**Exercise description**
Going line by line through the listing below, count those with the string "CopyTarget" and answer with the number alone.

**Records to process**

========

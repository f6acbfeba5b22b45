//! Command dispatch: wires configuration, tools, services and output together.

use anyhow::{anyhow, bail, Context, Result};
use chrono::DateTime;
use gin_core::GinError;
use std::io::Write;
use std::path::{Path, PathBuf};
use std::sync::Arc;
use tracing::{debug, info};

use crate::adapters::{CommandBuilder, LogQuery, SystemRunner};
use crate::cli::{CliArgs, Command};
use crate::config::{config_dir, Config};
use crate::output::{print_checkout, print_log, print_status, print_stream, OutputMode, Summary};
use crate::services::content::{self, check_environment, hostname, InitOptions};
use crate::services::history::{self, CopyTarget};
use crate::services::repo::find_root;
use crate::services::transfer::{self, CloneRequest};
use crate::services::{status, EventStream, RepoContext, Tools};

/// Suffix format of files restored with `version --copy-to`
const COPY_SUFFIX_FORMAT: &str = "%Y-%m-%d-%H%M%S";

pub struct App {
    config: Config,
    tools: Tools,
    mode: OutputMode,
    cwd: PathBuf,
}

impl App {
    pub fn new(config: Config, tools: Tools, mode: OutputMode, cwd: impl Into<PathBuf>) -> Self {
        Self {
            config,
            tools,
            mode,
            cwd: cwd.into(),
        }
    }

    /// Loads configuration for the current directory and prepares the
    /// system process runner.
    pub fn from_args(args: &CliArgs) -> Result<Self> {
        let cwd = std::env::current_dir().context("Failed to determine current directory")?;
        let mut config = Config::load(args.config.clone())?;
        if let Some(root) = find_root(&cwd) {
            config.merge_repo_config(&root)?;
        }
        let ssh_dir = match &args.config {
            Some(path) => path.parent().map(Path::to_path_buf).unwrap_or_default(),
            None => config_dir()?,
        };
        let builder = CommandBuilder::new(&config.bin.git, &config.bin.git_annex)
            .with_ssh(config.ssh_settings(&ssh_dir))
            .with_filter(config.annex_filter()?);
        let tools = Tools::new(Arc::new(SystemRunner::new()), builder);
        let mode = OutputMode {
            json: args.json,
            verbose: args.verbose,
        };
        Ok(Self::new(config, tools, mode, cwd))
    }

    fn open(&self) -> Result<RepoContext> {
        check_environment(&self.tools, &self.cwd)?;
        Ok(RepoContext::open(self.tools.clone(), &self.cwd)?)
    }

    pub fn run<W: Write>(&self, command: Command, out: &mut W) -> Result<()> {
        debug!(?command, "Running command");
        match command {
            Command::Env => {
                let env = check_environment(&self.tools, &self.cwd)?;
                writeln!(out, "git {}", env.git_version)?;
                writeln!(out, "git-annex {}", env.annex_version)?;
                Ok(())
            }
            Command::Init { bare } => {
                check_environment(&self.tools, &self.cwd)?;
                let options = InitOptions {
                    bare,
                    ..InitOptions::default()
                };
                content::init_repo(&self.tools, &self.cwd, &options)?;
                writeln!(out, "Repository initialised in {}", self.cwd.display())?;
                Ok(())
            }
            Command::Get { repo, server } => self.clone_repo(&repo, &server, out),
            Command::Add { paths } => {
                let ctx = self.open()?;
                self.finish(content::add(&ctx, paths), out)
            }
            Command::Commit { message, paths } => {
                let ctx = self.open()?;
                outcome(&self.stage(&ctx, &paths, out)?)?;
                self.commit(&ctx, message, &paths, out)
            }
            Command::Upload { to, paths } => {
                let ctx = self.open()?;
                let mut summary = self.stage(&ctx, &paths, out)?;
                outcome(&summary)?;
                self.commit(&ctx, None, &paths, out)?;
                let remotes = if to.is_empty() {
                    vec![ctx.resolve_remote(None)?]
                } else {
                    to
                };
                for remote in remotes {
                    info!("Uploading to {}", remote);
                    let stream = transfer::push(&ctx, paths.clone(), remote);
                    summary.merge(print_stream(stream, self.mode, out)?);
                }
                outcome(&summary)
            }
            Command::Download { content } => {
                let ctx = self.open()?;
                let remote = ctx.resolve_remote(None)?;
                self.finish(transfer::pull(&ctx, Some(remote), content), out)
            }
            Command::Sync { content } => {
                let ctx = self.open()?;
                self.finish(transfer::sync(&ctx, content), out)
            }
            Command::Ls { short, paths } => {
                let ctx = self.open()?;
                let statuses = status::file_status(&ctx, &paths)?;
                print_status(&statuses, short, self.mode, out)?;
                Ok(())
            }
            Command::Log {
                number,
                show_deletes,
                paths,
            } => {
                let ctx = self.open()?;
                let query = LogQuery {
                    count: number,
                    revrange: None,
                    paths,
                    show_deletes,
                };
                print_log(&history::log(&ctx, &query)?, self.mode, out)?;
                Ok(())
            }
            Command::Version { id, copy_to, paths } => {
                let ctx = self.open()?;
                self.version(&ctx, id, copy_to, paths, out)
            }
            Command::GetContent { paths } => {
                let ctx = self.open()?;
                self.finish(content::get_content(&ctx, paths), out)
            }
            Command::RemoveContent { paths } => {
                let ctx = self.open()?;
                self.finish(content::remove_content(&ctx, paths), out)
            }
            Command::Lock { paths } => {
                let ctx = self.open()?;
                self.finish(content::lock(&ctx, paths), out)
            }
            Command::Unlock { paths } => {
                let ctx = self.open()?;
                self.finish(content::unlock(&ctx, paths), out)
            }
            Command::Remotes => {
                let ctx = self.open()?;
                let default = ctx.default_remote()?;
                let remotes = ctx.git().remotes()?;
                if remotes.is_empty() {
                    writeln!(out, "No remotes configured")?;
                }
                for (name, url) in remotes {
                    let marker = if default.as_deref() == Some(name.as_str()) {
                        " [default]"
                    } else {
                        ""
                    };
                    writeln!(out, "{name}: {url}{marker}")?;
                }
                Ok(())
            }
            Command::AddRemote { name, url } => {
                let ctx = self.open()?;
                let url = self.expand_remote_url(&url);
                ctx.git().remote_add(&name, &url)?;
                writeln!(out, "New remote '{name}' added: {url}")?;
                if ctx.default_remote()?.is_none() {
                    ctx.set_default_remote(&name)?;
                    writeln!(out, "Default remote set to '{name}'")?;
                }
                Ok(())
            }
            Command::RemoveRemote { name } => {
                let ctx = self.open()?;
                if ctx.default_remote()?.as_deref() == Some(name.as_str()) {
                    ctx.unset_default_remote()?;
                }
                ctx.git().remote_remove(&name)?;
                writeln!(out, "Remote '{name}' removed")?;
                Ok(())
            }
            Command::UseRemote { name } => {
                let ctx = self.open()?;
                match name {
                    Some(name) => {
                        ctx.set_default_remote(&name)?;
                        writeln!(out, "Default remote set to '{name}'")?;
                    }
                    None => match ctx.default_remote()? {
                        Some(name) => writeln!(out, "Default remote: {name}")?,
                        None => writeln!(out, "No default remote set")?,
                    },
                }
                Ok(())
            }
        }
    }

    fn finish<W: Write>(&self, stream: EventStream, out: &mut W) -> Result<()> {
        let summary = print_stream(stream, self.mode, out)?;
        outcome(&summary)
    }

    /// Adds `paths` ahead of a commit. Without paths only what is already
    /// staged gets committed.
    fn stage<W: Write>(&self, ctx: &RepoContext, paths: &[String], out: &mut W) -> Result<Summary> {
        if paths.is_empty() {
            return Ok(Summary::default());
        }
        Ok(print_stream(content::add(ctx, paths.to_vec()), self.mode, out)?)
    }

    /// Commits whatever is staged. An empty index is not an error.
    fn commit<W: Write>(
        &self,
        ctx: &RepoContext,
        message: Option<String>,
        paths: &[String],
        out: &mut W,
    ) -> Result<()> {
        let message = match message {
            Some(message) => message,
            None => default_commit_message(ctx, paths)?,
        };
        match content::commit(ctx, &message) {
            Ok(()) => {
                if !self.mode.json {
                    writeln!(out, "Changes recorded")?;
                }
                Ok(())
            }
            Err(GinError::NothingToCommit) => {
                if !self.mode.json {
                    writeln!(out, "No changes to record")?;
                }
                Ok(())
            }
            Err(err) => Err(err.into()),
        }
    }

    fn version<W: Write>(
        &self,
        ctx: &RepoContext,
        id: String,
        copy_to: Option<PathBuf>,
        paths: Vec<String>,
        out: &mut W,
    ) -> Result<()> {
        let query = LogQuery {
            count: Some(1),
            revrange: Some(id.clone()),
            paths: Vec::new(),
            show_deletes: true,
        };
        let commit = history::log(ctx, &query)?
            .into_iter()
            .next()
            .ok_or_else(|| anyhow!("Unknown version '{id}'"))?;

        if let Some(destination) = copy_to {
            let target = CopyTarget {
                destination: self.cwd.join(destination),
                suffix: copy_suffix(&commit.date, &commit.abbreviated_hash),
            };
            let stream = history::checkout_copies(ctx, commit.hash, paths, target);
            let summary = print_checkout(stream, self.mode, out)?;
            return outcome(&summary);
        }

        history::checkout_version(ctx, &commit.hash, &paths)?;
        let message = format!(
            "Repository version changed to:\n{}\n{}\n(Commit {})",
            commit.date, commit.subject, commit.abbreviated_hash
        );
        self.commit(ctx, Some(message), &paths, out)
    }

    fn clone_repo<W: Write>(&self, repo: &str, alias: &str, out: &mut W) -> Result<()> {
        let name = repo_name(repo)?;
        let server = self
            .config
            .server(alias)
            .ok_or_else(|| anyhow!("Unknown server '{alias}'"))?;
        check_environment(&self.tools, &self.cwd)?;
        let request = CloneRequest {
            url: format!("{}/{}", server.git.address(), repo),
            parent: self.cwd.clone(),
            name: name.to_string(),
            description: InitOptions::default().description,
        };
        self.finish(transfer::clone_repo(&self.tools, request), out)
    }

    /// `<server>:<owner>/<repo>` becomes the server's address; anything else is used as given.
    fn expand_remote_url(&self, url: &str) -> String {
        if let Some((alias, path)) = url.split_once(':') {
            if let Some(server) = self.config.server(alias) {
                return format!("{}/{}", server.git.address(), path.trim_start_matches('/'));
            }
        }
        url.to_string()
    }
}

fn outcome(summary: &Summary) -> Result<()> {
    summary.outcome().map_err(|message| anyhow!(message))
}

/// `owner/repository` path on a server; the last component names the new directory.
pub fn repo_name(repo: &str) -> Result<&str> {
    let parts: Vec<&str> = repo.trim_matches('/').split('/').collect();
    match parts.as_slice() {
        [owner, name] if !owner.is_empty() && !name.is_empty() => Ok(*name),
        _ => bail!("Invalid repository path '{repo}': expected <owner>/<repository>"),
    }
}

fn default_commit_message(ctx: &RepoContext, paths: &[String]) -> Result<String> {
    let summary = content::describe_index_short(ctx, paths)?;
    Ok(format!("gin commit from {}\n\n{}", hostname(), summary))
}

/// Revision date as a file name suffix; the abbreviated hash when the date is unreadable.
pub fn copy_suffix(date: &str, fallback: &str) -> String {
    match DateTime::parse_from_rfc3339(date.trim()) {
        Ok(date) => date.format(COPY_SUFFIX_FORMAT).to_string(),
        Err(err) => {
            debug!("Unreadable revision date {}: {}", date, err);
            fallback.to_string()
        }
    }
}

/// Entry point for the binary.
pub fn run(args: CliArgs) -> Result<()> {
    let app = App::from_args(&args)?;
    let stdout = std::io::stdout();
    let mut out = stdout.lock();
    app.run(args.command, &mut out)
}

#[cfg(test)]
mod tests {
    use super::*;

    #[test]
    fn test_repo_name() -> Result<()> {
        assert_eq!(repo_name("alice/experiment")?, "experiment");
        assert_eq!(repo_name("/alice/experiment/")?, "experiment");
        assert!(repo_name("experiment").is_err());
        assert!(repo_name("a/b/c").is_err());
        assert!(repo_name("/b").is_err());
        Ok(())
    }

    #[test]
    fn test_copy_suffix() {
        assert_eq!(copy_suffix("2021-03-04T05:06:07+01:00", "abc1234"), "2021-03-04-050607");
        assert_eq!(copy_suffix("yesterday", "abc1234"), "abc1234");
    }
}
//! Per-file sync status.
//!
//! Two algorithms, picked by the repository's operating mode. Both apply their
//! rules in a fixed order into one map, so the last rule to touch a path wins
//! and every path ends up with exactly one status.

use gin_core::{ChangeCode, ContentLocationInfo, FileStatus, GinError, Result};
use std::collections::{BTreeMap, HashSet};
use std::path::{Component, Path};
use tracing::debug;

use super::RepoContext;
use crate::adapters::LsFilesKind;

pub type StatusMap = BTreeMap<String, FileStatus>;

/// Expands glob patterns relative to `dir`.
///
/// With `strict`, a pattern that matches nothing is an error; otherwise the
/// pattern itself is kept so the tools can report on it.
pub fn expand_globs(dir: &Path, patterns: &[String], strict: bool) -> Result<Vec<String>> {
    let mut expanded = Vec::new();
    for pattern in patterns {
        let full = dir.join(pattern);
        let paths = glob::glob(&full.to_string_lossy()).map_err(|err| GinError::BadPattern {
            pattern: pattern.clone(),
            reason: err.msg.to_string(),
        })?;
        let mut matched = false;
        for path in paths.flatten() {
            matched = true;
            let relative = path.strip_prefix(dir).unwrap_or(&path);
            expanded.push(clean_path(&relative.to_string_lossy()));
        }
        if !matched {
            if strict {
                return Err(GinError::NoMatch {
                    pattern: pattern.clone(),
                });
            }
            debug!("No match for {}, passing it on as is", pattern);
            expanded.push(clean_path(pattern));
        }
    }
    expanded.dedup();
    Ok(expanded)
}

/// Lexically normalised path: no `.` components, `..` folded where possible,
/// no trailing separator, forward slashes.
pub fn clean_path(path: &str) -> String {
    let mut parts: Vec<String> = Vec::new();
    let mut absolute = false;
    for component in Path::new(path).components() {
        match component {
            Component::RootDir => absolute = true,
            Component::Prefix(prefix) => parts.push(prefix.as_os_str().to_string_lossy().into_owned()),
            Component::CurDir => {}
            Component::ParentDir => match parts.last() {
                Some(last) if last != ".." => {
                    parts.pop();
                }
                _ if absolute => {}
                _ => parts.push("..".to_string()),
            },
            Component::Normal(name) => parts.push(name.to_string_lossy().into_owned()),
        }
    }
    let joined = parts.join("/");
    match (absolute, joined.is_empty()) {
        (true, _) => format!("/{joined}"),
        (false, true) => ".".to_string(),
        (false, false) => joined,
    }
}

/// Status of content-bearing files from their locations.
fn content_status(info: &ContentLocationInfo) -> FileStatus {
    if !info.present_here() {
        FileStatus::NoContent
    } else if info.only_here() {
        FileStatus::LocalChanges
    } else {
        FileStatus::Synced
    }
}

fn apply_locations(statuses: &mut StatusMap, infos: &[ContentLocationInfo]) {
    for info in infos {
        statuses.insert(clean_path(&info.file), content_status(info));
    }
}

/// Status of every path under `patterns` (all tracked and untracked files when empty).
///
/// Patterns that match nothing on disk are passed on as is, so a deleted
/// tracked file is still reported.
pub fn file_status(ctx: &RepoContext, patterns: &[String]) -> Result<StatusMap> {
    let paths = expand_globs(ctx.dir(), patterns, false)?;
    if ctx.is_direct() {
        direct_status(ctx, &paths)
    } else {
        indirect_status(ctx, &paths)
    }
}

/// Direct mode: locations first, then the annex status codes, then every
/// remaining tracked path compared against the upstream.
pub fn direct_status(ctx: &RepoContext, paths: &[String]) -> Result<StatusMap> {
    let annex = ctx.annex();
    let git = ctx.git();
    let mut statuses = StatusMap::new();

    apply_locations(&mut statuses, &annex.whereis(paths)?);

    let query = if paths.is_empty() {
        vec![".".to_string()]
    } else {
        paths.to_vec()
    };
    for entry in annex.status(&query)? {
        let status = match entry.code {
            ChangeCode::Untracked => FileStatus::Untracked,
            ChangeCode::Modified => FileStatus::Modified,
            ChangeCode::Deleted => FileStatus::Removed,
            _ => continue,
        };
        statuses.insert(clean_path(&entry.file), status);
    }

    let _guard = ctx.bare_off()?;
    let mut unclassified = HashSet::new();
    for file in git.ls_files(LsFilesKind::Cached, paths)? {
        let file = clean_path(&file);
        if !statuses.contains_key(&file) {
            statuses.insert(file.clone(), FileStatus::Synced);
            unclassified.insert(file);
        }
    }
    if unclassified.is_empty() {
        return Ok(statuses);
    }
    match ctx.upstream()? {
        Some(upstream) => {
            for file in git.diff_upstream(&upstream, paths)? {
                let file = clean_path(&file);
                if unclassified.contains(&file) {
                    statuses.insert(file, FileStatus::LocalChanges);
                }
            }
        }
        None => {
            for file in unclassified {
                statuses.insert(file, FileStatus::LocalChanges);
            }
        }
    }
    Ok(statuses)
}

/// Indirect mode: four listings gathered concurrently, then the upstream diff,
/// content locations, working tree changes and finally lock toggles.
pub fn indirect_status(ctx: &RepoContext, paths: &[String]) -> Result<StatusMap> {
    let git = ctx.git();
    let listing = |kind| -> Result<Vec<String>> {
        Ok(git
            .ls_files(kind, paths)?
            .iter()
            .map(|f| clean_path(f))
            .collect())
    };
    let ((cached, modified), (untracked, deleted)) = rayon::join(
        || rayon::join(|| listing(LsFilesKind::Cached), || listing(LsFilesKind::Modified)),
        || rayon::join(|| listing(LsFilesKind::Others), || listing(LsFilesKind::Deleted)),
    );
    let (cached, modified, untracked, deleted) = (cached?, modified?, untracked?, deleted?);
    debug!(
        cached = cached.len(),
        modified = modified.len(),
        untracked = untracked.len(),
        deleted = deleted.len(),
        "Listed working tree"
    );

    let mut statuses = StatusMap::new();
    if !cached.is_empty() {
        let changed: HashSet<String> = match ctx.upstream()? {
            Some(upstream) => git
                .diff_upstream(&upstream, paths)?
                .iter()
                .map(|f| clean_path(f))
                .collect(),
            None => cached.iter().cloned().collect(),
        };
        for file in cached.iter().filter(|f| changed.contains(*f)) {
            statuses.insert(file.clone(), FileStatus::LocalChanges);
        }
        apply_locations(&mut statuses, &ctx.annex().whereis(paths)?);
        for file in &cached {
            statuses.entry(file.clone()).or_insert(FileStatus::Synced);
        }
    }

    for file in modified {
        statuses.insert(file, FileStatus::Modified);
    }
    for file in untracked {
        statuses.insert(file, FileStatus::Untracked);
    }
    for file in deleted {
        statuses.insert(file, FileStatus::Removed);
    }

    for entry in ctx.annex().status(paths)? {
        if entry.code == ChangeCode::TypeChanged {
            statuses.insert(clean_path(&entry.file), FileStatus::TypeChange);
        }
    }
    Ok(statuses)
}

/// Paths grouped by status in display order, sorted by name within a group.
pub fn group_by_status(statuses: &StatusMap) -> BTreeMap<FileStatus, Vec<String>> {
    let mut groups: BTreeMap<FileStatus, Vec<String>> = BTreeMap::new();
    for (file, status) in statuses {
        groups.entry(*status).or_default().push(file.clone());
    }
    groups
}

========

**Solution to the exercise**
2